_Listed entries:_
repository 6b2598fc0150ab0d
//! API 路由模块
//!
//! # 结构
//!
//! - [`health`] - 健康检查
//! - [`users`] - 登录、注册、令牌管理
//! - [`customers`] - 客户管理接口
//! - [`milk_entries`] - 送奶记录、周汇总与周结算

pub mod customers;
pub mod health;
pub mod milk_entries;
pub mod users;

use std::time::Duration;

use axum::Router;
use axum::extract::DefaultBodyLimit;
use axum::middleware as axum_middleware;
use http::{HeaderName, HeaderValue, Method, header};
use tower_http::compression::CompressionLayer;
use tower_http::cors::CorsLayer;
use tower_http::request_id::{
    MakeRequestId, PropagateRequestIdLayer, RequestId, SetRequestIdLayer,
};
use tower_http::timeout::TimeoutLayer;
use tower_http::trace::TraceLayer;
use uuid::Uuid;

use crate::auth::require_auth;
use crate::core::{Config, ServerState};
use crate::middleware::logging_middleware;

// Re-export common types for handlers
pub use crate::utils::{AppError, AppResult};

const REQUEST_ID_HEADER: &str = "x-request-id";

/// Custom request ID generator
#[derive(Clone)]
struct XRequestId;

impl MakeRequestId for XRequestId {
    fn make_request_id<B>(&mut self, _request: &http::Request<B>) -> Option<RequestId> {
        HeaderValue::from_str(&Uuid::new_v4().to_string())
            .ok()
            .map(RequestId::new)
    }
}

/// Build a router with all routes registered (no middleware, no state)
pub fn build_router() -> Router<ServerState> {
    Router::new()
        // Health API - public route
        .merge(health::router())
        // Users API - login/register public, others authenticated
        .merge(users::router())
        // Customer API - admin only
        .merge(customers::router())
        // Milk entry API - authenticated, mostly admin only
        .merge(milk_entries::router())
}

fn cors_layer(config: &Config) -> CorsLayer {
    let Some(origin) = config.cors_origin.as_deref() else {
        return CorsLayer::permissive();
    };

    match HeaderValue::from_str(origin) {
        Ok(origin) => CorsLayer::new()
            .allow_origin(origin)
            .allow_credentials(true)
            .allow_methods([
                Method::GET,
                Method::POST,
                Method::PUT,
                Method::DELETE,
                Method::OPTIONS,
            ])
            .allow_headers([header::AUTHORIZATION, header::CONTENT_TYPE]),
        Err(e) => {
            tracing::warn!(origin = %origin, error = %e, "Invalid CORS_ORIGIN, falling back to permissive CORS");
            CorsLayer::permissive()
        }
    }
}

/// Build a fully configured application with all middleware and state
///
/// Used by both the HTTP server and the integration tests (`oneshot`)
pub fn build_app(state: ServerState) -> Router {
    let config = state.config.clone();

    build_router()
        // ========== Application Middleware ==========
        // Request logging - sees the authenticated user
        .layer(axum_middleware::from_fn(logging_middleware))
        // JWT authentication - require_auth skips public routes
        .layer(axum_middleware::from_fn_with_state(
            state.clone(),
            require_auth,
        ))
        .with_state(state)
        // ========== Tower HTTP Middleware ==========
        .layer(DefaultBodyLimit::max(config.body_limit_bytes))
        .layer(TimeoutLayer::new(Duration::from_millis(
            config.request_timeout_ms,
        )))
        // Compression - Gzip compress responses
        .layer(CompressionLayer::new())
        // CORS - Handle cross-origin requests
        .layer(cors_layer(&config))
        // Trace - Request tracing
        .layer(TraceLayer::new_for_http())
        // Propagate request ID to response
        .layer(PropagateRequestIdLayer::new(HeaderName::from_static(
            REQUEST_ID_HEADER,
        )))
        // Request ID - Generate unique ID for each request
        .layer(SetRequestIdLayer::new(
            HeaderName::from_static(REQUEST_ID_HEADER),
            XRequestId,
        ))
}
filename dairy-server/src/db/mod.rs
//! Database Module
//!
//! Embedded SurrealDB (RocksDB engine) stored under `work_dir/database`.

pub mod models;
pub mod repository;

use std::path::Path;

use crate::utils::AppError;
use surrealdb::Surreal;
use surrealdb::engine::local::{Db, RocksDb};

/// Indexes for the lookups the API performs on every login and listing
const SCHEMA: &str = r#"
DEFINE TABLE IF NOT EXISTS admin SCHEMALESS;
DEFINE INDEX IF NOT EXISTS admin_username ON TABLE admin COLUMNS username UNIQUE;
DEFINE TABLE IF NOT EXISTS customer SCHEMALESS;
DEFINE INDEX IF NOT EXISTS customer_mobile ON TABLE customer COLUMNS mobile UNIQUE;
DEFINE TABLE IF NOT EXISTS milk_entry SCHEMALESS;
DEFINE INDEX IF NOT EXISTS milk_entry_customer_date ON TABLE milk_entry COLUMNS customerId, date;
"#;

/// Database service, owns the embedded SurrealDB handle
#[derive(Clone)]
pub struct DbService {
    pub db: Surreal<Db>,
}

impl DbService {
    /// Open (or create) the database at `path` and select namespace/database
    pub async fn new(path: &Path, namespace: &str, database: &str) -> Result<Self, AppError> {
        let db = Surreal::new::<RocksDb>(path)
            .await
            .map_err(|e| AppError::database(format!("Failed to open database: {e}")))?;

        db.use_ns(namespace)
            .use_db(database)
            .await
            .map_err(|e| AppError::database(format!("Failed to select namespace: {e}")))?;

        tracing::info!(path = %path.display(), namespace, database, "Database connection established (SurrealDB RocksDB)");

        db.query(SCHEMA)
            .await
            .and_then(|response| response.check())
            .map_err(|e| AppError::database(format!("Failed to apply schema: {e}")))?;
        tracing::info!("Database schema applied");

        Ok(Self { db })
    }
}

* * *

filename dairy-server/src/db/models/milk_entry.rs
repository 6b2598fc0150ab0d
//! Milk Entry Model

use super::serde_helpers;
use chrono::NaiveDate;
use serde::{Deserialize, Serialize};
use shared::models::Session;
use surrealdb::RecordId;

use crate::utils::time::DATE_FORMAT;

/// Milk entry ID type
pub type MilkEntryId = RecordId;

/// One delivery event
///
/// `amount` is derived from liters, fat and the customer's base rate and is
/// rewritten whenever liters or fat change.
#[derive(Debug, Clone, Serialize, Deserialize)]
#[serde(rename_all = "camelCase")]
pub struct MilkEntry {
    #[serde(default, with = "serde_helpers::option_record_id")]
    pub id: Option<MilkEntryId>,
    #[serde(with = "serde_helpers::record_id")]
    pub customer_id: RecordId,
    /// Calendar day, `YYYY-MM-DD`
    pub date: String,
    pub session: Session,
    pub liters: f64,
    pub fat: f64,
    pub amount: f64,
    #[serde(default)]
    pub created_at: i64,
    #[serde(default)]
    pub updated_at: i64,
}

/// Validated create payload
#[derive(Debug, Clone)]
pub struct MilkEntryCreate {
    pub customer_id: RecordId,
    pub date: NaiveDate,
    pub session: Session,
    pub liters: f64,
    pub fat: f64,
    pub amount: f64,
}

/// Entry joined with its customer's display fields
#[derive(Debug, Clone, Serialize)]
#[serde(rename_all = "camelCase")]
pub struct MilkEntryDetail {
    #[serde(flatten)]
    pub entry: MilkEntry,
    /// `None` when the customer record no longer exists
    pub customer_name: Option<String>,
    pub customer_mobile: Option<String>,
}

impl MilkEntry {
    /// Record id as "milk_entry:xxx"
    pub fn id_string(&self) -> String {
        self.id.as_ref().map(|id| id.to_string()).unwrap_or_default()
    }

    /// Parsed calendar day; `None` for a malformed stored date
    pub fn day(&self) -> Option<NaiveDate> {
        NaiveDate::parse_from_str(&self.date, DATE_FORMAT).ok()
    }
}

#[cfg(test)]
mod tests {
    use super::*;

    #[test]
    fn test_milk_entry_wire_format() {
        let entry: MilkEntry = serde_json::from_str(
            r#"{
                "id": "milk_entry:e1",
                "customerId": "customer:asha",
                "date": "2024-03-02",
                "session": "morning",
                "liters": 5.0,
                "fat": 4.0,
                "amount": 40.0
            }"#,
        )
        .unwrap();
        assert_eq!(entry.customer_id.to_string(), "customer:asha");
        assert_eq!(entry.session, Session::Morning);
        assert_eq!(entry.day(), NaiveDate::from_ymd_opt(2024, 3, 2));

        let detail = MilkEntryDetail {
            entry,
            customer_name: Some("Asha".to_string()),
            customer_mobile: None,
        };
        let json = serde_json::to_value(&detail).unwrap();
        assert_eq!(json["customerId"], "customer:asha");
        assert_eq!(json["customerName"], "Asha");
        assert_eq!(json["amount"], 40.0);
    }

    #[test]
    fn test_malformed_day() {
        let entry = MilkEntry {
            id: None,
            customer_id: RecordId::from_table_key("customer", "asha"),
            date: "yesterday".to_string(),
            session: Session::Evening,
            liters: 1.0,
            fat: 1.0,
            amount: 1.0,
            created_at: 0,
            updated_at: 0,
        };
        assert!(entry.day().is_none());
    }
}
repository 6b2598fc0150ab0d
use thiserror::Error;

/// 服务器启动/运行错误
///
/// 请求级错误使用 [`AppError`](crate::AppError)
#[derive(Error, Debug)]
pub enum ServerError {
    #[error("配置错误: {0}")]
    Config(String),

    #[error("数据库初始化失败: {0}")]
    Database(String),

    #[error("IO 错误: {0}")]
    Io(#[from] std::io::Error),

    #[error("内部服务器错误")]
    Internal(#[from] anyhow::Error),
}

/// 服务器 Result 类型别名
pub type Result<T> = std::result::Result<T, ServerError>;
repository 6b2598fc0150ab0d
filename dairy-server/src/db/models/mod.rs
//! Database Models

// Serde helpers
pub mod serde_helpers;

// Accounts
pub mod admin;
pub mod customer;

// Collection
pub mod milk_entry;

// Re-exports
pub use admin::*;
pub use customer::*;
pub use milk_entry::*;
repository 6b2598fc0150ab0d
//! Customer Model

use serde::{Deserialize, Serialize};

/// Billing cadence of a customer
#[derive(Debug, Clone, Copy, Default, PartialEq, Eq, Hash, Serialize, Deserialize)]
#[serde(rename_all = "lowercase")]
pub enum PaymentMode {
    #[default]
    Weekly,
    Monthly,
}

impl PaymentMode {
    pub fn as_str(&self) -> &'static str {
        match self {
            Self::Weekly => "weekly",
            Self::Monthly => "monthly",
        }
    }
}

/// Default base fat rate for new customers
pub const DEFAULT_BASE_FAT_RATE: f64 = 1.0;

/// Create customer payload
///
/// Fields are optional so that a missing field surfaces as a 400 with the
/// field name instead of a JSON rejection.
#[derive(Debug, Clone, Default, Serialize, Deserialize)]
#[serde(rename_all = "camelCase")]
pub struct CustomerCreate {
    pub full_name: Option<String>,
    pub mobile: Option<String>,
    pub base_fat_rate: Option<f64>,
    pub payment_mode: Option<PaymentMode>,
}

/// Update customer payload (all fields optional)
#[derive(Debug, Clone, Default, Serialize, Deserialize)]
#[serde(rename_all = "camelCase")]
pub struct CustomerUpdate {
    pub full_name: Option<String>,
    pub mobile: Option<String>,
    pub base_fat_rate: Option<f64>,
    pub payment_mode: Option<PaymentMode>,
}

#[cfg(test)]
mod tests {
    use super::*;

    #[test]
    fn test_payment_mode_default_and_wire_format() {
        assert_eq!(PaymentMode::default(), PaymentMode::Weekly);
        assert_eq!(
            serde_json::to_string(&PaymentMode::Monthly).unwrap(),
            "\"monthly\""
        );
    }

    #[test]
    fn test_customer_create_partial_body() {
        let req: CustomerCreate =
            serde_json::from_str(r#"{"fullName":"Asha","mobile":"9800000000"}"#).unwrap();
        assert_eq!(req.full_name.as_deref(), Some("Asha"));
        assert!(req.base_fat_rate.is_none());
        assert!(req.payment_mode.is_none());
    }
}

--

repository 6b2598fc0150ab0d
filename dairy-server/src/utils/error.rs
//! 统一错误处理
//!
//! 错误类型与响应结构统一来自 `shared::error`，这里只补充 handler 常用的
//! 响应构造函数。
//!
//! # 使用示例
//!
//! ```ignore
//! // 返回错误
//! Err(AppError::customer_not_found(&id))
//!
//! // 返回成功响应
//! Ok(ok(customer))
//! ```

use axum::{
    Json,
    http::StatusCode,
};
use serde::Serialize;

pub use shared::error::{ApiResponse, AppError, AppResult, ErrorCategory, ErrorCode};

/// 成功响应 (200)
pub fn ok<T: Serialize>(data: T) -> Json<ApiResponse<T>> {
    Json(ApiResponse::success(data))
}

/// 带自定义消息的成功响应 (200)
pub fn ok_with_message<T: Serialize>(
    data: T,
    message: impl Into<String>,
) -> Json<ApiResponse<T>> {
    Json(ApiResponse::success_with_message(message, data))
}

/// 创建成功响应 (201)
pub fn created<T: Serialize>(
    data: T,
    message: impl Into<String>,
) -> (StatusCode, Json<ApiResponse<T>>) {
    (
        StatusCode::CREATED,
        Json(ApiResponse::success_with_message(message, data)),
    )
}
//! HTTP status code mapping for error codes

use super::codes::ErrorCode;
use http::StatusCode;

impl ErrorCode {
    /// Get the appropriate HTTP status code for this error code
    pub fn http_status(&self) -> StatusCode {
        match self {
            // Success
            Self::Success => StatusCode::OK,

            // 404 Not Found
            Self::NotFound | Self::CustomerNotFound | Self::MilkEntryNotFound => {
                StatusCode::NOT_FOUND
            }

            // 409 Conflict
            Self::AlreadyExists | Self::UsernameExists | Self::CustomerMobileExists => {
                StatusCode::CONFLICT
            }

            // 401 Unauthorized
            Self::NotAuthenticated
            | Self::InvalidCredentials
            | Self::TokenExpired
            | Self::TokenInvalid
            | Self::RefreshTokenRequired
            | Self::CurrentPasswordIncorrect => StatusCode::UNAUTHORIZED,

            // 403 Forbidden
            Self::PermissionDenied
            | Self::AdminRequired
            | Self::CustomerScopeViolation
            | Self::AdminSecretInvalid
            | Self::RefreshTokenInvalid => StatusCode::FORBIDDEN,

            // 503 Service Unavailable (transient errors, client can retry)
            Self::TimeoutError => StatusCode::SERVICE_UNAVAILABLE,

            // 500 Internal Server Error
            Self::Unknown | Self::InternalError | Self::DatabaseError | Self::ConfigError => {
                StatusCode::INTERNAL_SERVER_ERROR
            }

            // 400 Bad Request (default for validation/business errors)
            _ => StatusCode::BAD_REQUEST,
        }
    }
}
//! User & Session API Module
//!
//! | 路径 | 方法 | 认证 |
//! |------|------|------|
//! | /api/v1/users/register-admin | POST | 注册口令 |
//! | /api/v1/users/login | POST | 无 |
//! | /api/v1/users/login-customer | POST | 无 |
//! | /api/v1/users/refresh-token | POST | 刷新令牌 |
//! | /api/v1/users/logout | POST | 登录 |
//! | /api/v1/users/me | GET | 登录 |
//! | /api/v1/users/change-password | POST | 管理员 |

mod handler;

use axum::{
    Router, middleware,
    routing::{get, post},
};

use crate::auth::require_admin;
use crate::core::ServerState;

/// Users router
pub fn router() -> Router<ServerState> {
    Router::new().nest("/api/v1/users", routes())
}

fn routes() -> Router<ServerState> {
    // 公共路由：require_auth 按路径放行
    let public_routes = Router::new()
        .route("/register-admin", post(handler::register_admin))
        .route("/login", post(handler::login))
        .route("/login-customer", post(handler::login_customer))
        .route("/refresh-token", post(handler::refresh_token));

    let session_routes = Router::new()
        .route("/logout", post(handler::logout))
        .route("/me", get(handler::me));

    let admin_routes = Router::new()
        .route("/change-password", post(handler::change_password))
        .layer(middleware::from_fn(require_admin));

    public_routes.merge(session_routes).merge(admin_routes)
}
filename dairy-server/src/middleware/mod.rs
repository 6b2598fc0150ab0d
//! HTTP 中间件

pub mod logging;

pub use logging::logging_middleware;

_Action item:_ Your task for the entries above: copy exactly the span starting with the line with "POST | 登录 |" and going on through the line with "pub use logging::logging_middleware;", both lines included, and nothing else.

_Response for this exercise:_
//! | /api/v1/users/logout | POST | 登录 |
//! | /api/v1/users/me | GET | 登录 |
//! | /api/v1/users/change-password | POST | 管理员 |

mod handler;

use axum::{
    Router, middleware,
    routing::{get, post},
};

use crate::auth::require_admin;
use crate::core::ServerState;

/// Users router
pub fn router() -> Router<ServerState> {
    Router::new().nest("/api/v1/users", routes())
}

fn routes() -> Router<ServerState> {
    // 公共路由：require_auth 按路径放行
    let public_routes = Router::new()
        .route("/register-admin", post(handler::register_admin))
        .route("/login", post(handler::login))
        .route("/login-customer", post(handler::login_customer))
        .route("/refresh-token", post(handler::refresh_token));

    let session_routes = Router::new()
        .route("/logout", post(handler::logout))
        .route("/me", get(handler::me));

    let admin_routes = Router::new()
        .route("/change-password", post(handler::change_password))
        .layer(middleware::from_fn(require_admin));

    public_routes.merge(session_routes).merge(admin_routes)
}
filename dairy-server/src/middleware/mod.rs
repository 6b2598fc0150ab0d
//! HTTP 中间件

pub mod logging;

pub use logging::logging_middleware;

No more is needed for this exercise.